Single journey tickets can be purchased from the ticket vending machine or at a ticket window. The ticket vending machine accepts both coins, bills (¥5 and ¥10) and Alipay.

===Transit card===

Apart from one-way tickets, fares can be paid with the Nanjing Public Utility IC Card, or Jinlingtong (金陵通 (Jīnlíngtōng)). It can be purchased for a refundable fee of 25 yuan (about 3.8 dollars) and refilled at ticket booths inside the metro stations as well as many collaborative convenience stores throughout the city. The card can be used to pay for other means of public transportation, such as the city taxi and the city bus. An NFC version of the card is free of charge by applying from the iPhone's Wallet app.

This transit card is similar to Beijing's Yikatong, and the Octopus card of Hong Kong's MTR.

=== Metro Pass ===
Since April 1, 2025, Nanjing Metro has offered a metro pass with options for a 1-day pass (¥20, approximately US$2.80) and a 3-day pass (¥45, approximately US$6.20). The pass allows unlimited metro rides within the designated time period. Both passes are available for purchase at selected metro stations, including those near tourist attractions, central business districts (CBDs), and major transportation hubs.

==Rolling stock==
- 882 Alstom Metropolis cars – built by CSR Nanjing Puzhen
- CRRC Nanjing Puzhen CIVAS cars introduced since 2014

==Signalling system==

For Line 1, Siemens Transportation Systems (TS) was awarded the supply contract in November 2002.

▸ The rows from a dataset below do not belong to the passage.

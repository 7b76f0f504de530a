pub mod actions;
pub mod config;
pub mod context;
pub mod middleware;
pub mod naming;
pub mod options;
pub mod planner;
pub mod result_error;
pub mod run;
pub mod services;
pub mod validate;
pub mod workspace;

#[cfg(test)]
pub(crate) mod testing;

macro_rules! function_path {
    () => {
        concat!(module_path!(), "::", function_name!(), " ", file!(), ":", line!())
    };
}

pub(crate) use function_path;
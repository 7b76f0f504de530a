use crate::backup::actions::Action;
use crate::backup::config::common::DEFAULT_MOUNT_OPTS;
use crate::backup::context::Context;
use crate::backup::middleware::{Middleware, StageKind, StageState};
use crate::backup::planner::PoolCache;
use crate::backup::result_error::result::Result;
use crate::backup::workspace::WorkspaceManager;

use std::path::{Path, PathBuf};
use std::rc::Rc;

/// Mounts the device produced by the previous stage. In-place entries mount
/// straight onto their workspace path, others onto a private mount point.
pub struct MountStage {
    ctx: Rc<Context>,
}

impl MountStage {
    pub fn new(ctx: Rc<Context>) -> Self {
        Self { ctx }
    }

    fn mount_point(&self, index: usize, in_place: bool) -> Result<PathBuf> {
        if in_place {
            self.ctx.workspace().entry_path(self.ctx.config(), index)
        } else {
            self.ctx.namer().mount_point(index)
        }
    }
}

impl Middleware for MountStage {
    fn kind(&self) -> StageKind {
        StageKind::Mount
    }

    fn check_config(&self, index: usize, in_place: bool, _pools: &mut PoolCache) -> Result<()> {
        let mount_point = self.mount_point(index, in_place)?;
        tracing::debug!("entry {index}: mounting at {mount_point:?}");
        Ok(())
    }

    fn prepare(&self, index: usize) -> Result<StageState> {
        let in_place = self.ctx.is_in_place(index)?;
        let mount_point = if in_place {
            self.ctx.workspace().ensure_entry_path(
                self.ctx.config(),
                index,
                false,
                self.ctx.actions(),
            )?
        } else {
            self.mount_point(index, false)?
        };

        Ok(StageState::Mount {
            mount_point,
            transient: !in_place,
        })
    }

    fn before_step(
        &self,
        index: usize,
        input: &Path,
        in_place: bool,
        state: StageState,
    ) -> Result<(PathBuf, StageState)> {
        let mount_point = match state {
            StageState::Mount { mount_point, .. } => mount_point,
            _ => self.mount_point(index, in_place)?,
        };
        if !in_place {
            WorkspaceManager::ensure_path(&mount_point, false, self.ctx.actions())?;
        }
        let options = self.ctx.options().text(index, "mount_opts", DEFAULT_MOUNT_OPTS)?;

        self.ctx.actions().perform_unit(
            Action::Mount {
                device: input.to_path_buf(),
                mount_point: mount_point.clone(),
                options: options.clone(),
            },
            || {
                self.ctx
                    .services()
                    .mounts
                    .mount(input, &mount_point, &options)
            },
        )?;

        Ok((
            mount_point.clone(),
            StageState::Mount {
                mount_point,
                transient: !in_place,
            },
        ))
    }

    fn after_step(&self, location: &Path, state: &StageState) -> Result<()> {
        self.ctx.actions().perform_unit(
            Action::Unmount {
                mount_point: location.to_path_buf(),
            },
            || self.ctx.services().mounts.unmount(location),
        )?;
        if let StageState::Mount {
            transient: true, ..
        } = state
        {
            WorkspaceManager::remove_empty(location, self.ctx.actions())?;
        }
        Ok(())
    }
}
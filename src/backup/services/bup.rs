use crate::backup::actions::Graft;
use crate::backup::result_error::result::Result;
use crate::backup::services::process::{run_captured, run_inherited};
use crate::backup::services::BackupStore;
use crate::backup::validate::{validate_dir_exist, validate_executable};

use bon::Builder;
use validator::Validate;

use std::ffi::OsString;
use std::path::{Path, PathBuf};
use std::process::Command;

/// The bup repository the staged tree ends up in.
#[derive(Debug, Clone, Validate, Builder)]
pub struct Bup {
    #[validate(custom(function = validate_executable))]
    #[builder(into)]
    bup_cmd: PathBuf,
    #[validate(custom(function = validate_dir_exist))]
    #[builder(into)]
    bup_folder: PathBuf,
}

impl Bup {
    fn command(&self) -> Command {
        let mut cmd = Command::new(&self.bup_cmd);
        cmd.arg("-d").arg(&self.bup_folder);
        cmd
    }

    pub fn save_arguments(branch: &str, grafts: &[Graft]) -> Vec<OsString> {
        let mut args: Vec<OsString> = vec!["save".into(), "-q".into(), "-n".into(), branch.into()];
        for g in grafts {
            let mut graft = g.source.as_os_str().to_owned();
            graft.push("=");
            graft.push(&g.target);
            args.push("--graft".into());
            args.push(graft);
        }
        args.extend(grafts.iter().map(|g| g.source.as_os_str().to_owned()));
        args
    }
}

impl BackupStore for Bup {
    fn check(&self) -> Result<()> {
        Ok(self.validate()?)
    }

    fn index(&self, path: &Path) -> Result<()> {
        run_captured(self.command().arg("index").arg(path)).map(|_| ())
    }

    fn save(&self, path: &Path, branch: &str, grafts: &[Graft]) -> Result<()> {
        run_inherited(
            self.command()
                .current_dir(path)
                .args(Self::save_arguments(branch, grafts)),
        )
    }
}
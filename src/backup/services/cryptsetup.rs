use crate::backup::result_error::result::Result;
use crate::backup::services::process::run_captured;
use crate::backup::services::CryptService;

use bon::Builder;

use std::path::{Path, PathBuf};
use std::process::Command;

pub const DEFAULT_MAPPER_DIR: &str = "/dev/mapper";

/// LUKS mappings through `cryptsetup open` / `cryptsetup close`.
#[derive(Debug, Clone, Builder)]
pub struct Cryptsetup {
    #[builder(default = PathBuf::from(DEFAULT_MAPPER_DIR), into)]
    mapper_dir: PathBuf,
}

impl Default for Cryptsetup {
    fn default() -> Self {
        Self::builder().build()
    }
}

impl CryptService for Cryptsetup {
    fn mapped_path(&self, name: &str) -> PathBuf {
        self.mapper_dir.join(name)
    }

    fn exists(&self, name: &str) -> bool {
        self.mapped_path(name).exists()
    }

    fn open(&self, device: &Path, key_file: &Path, name: &str) -> Result<PathBuf> {
        run_captured(
            Command::new("cryptsetup")
                .args(["open", "-d"])
                .arg(key_file)
                .arg(device)
                .arg(name),
        )?;
        Ok(self.mapped_path(name))
    }

    fn close(&self, name: &str) -> Result<()> {
        run_captured(Command::new("cryptsetup").args(["close", name])).map(|_| ())
    }
}
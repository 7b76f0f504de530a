//! Parser for the backup table.
//!
//! Each effective line holds `source branch target type [options]`. Columns
//! are separated by blanks; `\ ` inside a column is a literal space.

use crate::backup::config::{effective_lines, BackupEntry, EntryType, OptionValue};
use crate::backup::result_error::error::Error;
use crate::backup::result_error::result::Result;
use crate::backup::result_error::AddMsg;
use crate::backup::validate::validate_branch_name;

use std::collections::BTreeMap;

const NO_OPTIONS: &str = "none";

pub fn parse_table(content: &str) -> Result<Vec<BackupEntry>> {
    effective_lines(content)
        .map(|(line_no, line)| {
            parse_line(line).add_msg(format!("Invalid backup table line {line_no}: {line:?}"))
        })
        .collect()
}

pub fn parse_line(line: &str) -> Result<BackupEntry> {
    let mut rest = line;
    let mut columns = Vec::with_capacity(4);
    for name in ["source", "branch", "target", "type"] {
        rest = rest.trim_start_matches([' ', '\t']);
        if rest.is_empty() {
            return Err(Error::configuration(format!("Missing {name} column")));
        }
        let (column, remainder) = read_column(rest)?;
        columns.push(column);
        rest = remainder;
    }

    let [source, branch, target, entry_type]: [String; 4] = columns
        .try_into()
        .map_err(|_| Error::configuration("Expected four columns"))?;

    validate_branch_name(&branch).map_err(|e| {
        Error::configuration(format!(
            "Invalid branch {branch:?}: {}",
            e.message.unwrap_or_default()
        ))
    })?;
    let entry_type: EntryType = entry_type.parse()?;
    let options = parse_options(rest.trim())?;

    Ok(BackupEntry::builder()
        .source(source)
        .branch(branch)
        .target(target)
        .entry_type(entry_type)
        .options(options)
        .build())
}

fn read_column(input: &str) -> Result<(String, &str)> {
    let mut column = String::new();
    let mut chars = input.char_indices();
    while let Some((idx, c)) = chars.next() {
        match c {
            ' ' | '\t' => return Ok((column, &input[idx..])),
            '\\' => match chars.next() {
                Some((_, ' ')) => column.push(' '),
                _ => {
                    return Err(Error::configuration(format!(
                        "Backslash at offset {idx} must escape a space"
                    )))
                }
            },
            c => column.push(c),
        }
    }

    Ok((column, ""))
}

fn parse_options(field: &str) -> Result<BTreeMap<String, OptionValue>> {
    let mut options = BTreeMap::new();
    if field.is_empty() || field == NO_OPTIONS {
        return Ok(options);
    }

    for token in field.split(',').map(str::trim).filter(|t| !t.is_empty()) {
        let (key, value) = match token.split_once('=') {
            Some((key, value)) => (key.trim(), OptionValue::from(value.trim())),
            None => (token, OptionValue::Flag(true)),
        };
        if options.insert(key.to_string(), value).is_some() {
            return Err(Error::configuration(format!("Option {key:?} given twice")));
        }
    }

    Ok(options)
}
//! Three-tier option lookup: entry override, then common default, then a
//! caller supplied fallback.
//!
//! Lookups read straight from the loaded [`BackupConfig`] every time so the
//! validation pass and the execution pass always see the same values.

use crate::backup::config::{BackupConfig, OptionValue};
use crate::backup::result_error::error::Error;
use crate::backup::result_error::result::Result;

use std::path::PathBuf;
use std::rc::Rc;

const KIB: f64 = 1024.0;

#[derive(Debug, Clone)]
pub struct OptionResolver {
    config: Rc<BackupConfig>,
}

impl OptionResolver {
    pub fn new(config: Rc<BackupConfig>) -> Self {
        Self { config }
    }

    pub fn config(&self) -> &BackupConfig {
        &self.config
    }

    /// `entry.options[key]`, else `common[key]`, else `fallback`.
    pub fn resolve(
        &self,
        index: usize,
        key: &str,
        fallback: Option<OptionValue>,
    ) -> Result<Option<OptionValue>> {
        let entry = self.config.entry(index)?;
        let value = entry
            .option(key)
            .or_else(|| self.config.common().get(key))
            .cloned()
            .or(fallback);
        tracing::trace!("entry {index}: option {key} resolved to {value:?}");
        Ok(value)
    }

    /// Like [`resolve`](Self::resolve) but a missing value is an error.
    pub fn require(&self, index: usize, key: &str) -> Result<OptionValue> {
        self.resolve(index, key, None)?
            .ok_or_else(|| Error::missing_option(key, format!("entry {index}")))
    }

    pub fn text(&self, index: usize, key: &str, fallback: &str) -> Result<String> {
        Ok(self
            .resolve(index, key, Some(OptionValue::from(fallback)))?
            .map(|v| v.to_string())
            .unwrap_or_else(|| fallback.to_string()))
    }

    pub fn required_text(&self, index: usize, key: &str) -> Result<String> {
        self.require(index, key).map(|v| v.to_string())
    }

    pub fn required_path(&self, index: usize, key: &str) -> Result<PathBuf> {
        self.required_text(index, key).map(PathBuf::from)
    }

    pub fn flag(&self, index: usize, key: &str, fallback: bool) -> Result<bool> {
        match self.resolve(index, key, Some(OptionValue::Flag(fallback)))? {
            Some(value) => value.as_bool().ok_or_else(|| {
                Error::configuration(format!(
                    "Option {key:?} of entry {index} must be a boolean, got {value:?}"
                ))
            }),
            None => Ok(fallback),
        }
    }

    /// Required size option converted to bytes.
    pub fn size(&self, index: usize, key: &str) -> Result<u64> {
        parse_size(&self.required_text(index, key)?)
    }

    /// Common-only lookup for settings that are not per entry.
    pub fn global(&self, key: &str) -> Option<&OptionValue> {
        self.config.common().get(key)
    }

    pub fn global_text(&self, key: &str, fallback: &str) -> String {
        self.global(key)
            .map(|v| v.to_string())
            .unwrap_or_else(|| fallback.to_string())
    }

    pub fn required_global_text(&self, key: &str) -> Result<String> {
        self.global(key)
            .map(|v| v.to_string())
            .filter(|v| !v.is_empty())
            .ok_or_else(|| Error::missing_option(key, "common config"))
    }

    pub fn global_flag(&self, key: &str, fallback: bool) -> Result<bool> {
        match self.global(key) {
            Some(value) => value.as_bool().ok_or_else(|| {
                Error::configuration(format!(
                    "Common option {key:?} must be a boolean, got {value:?}"
                ))
            }),
            None => Ok(fallback),
        }
    }
}

/// Parses `<number>[k|m|g|t]` (case-insensitive, `,` or `.` as decimal
/// separator) into bytes using 1024-based multipliers. No unit means bytes.
pub fn parse_size(input: &str) -> Result<u64> {
    let trimmed = input.trim();
    let invalid = || Error::InvalidSize(input.to_string());

    let (mantissa, multiplier) = match trimmed.chars().last() {
        Some(c) if c.is_ascii_alphabetic() => {
            let exponent = match c.to_ascii_lowercase() {
                'k' => 1,
                'm' => 2,
                'g' => 3,
                't' => 4,
                _ => return Err(invalid()),
            };
            (&trimmed[..trimmed.len() - 1], KIB.powi(exponent))
        }
        Some(_) => (trimmed, 1.0),
        None => return Err(invalid()),
    };

    if mantissa.is_empty()
        || !mantissa
            .chars()
            .all(|c| c.is_ascii_digit() || c == ',' || c == '.')
    {
        return Err(invalid());
    }

    let number: f64 = mantissa.replace(',', ".").parse().map_err(|_| invalid())?;
    Ok((number * multiplier).round() as u64)
}

#[cfg(test)]
mod tests {
    use super::*;
    use crate::backup::config::common::CommonConfig;
    use crate::backup::config::{BackupEntry, EntryType};
    use std::collections::BTreeMap;

    fn resolver(entry_options: &[(&str, &str)], common: &[(&str, &str)]) -> OptionResolver {
        let mut common_config = CommonConfig::empty();
        for (k, v) in common {
            common_config.set(*k, *v);
        }
        let options: BTreeMap<_, _> = entry_options
            .iter()
            .map(|(k, v)| (k.to_string(), OptionValue::from(*v)))
            .collect();
        let entry = BackupEntry::builder()
            .source("/dev/vg0/data")
            .branch("b1")
            .target("/data")
            .entry_type(EntryType::Lvm)
            .options(options)
            .build();
        OptionResolver::new(Rc::new(BackupConfig::new(common_config, vec![entry])))
    }

    #[test]
    fn test_entry_override_wins() {
        let r = resolver(&[("snap_size", "2g")], &[("snap_size", "1g")]);
        assert_eq!(
            r.resolve(0, "snap_size", Some("5g".into())).unwrap(),
            Some(OptionValue::from("2g"))
        );
    }

    #[test]
    fn test_common_default_used_without_override() {
        let r = resolver(&[], &[("snap_size", "1g")]);
        assert_eq!(
            r.resolve(0, "snap_size", Some("5g".into())).unwrap(),
            Some(OptionValue::from("1g"))
        );
    }

    #[test]
    fn test_fallback_used_when_both_absent() {
        let r = resolver(&[], &[]);
        assert_eq!(
            r.resolve(0, "snap_size", Some("5g".into())).unwrap(),
            Some(OptionValue::from("5g"))
        );
        assert_eq!(r.resolve(0, "snap_size", None).unwrap(), None);
    }

    #[test]
    fn test_require_missing_option() {
        let r = resolver(&[], &[]);
        match r.require(0, "key_file").unwrap_err() {
            Error::MissingOption { key, scope } => {
                assert_eq!(key, "key_file");
                assert_eq!(scope, "entry 0");
            }
            e => panic!("Expected MissingOption, got {e}"),
        }
    }

    #[test]
    fn test_resolution_is_repeatable() {
        let r = resolver(&[("mount_inplace", "yes")], &[]);
        let first = r.flag(0, "mount_inplace", false).unwrap();
        let second = r.flag(0, "mount_inplace", false).unwrap();
        assert!(first);
        assert_eq!(first, second);
    }

    #[test]
    fn test_flag_rejects_garbage() {
        let r = resolver(&[("mount_inplace", "sometimes")], &[]);
        assert!(r.flag(0, "mount_inplace", false).is_err());
    }

    #[test]
    fn test_unknown_entry_index() {
        let r = resolver(&[], &[]);
        assert!(r.resolve(7, "snap_size", None).is_err());
    }

    #[test]
    fn test_global_lookup() {
        let r = resolver(&[("work_folder", "/ignored")], &[("work_folder", "/var/work")]);
        assert_eq!(r.required_global_text("work_folder").unwrap(), "/var/work");
        assert!(r.required_global_text("bup_folder").is_err());
        assert_eq!(r.global_text("rsync", "/usr/bin/rsync"), "/usr/bin/rsync");
    }

    #[test]
    fn test_parse_size_units() {
        assert_eq!(parse_size("1g").unwrap(), 1_073_741_824);
        assert_eq!(parse_size("2,5m").unwrap(), 2_621_440);
        assert_eq!(parse_size("2.5M").unwrap(), 2_621_440);
        assert_eq!(parse_size("10").unwrap(), 10);
        assert_eq!(parse_size("3k").unwrap(), 3072);
        assert_eq!(parse_size("1T").unwrap(), 1_099_511_627_776);
    }

    #[test]
    fn test_parse_size_rejects_malformed() {
        for bad in ["", "g", "1x", "1.2.3g", "-1g", "1 g", "abc"] {
            match parse_size(bad) {
                Err(Error::InvalidSize(s)) => assert_eq!(s, bad),
                other => panic!("Expected InvalidSize for {bad:?}, got {other:?}"),
            }
        }
    }

    #[test]
    fn test_size_option() {
        let r = resolver(&[], &[("snap_size", "512m")]);
        assert_eq!(r.size(0, "snap_size").unwrap(), 536_870_912);
    }
}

For Line 2, Siemens Transportation Systems (TS) and its local partner Nanjing Research Institute of Electronics Technology (NRIET) have been awarded to supply the signaling system after signing a contract (about 25 million Euro). Technologies used include Trainguard MT, Vicos OC 501, Sicas ECC and Az S 350 U axle counting system.

==See also==
- List of Nanjing Metro stations
- List of metro systems
- Urban rail transit in China

===Other Transport in Nanjing===
- Nanjing trams, a Tram in Jiangsu Province

==Notes==

 Discrepancies between these figures are explained by interchange stations. If interchange stations are counted once for each line they serve, there would be 114 urban line stations, 50 S-line stations, and 164 total stations.